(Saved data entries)
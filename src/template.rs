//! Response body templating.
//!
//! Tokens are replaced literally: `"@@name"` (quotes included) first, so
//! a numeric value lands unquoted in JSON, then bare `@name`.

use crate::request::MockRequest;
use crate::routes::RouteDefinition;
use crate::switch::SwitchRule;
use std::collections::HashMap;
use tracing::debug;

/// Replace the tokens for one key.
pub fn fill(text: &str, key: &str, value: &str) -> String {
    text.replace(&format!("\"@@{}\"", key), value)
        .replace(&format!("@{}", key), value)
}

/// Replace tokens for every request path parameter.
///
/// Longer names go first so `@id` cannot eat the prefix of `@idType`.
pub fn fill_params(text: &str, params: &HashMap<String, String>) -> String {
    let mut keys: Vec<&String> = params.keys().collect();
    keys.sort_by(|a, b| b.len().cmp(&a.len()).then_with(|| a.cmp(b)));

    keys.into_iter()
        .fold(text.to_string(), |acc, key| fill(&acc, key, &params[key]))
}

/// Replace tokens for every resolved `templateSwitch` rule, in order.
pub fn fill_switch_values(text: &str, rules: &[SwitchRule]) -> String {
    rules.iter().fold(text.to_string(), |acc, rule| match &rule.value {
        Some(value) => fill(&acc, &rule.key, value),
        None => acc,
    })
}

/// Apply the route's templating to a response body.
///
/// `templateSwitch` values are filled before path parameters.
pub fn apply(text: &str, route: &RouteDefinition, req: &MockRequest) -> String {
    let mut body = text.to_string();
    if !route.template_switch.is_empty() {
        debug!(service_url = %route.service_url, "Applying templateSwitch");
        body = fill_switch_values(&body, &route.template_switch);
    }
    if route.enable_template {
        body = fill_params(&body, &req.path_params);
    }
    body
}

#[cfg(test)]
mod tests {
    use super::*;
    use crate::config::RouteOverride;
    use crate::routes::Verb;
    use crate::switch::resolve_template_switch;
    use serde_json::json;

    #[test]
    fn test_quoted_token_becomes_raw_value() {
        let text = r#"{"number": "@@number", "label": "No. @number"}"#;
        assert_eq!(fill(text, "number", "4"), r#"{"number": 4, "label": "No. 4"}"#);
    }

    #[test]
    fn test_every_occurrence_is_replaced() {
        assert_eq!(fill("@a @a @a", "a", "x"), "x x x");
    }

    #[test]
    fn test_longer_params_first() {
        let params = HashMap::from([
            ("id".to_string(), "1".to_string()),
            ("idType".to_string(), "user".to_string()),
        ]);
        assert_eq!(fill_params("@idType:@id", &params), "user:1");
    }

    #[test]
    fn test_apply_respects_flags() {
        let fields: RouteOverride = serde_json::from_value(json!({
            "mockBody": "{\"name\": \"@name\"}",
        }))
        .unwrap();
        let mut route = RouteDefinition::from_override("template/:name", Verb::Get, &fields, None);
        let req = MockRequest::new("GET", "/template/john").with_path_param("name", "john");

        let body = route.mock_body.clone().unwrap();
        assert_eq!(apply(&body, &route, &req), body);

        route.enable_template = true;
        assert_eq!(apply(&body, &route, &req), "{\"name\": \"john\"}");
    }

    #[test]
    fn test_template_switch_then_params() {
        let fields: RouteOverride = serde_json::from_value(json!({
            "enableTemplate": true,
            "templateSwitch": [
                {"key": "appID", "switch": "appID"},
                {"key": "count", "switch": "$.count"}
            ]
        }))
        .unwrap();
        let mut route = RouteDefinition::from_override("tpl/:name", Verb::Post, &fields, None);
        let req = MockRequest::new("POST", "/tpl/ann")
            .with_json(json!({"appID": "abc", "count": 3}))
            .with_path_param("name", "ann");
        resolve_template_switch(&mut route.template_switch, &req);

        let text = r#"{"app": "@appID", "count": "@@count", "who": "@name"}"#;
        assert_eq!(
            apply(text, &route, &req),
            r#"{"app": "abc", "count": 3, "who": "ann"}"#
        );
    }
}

» **Description of the task**
A single number is expected: how many lines in the entries contain "Verb".

» **Result of this exercise**
3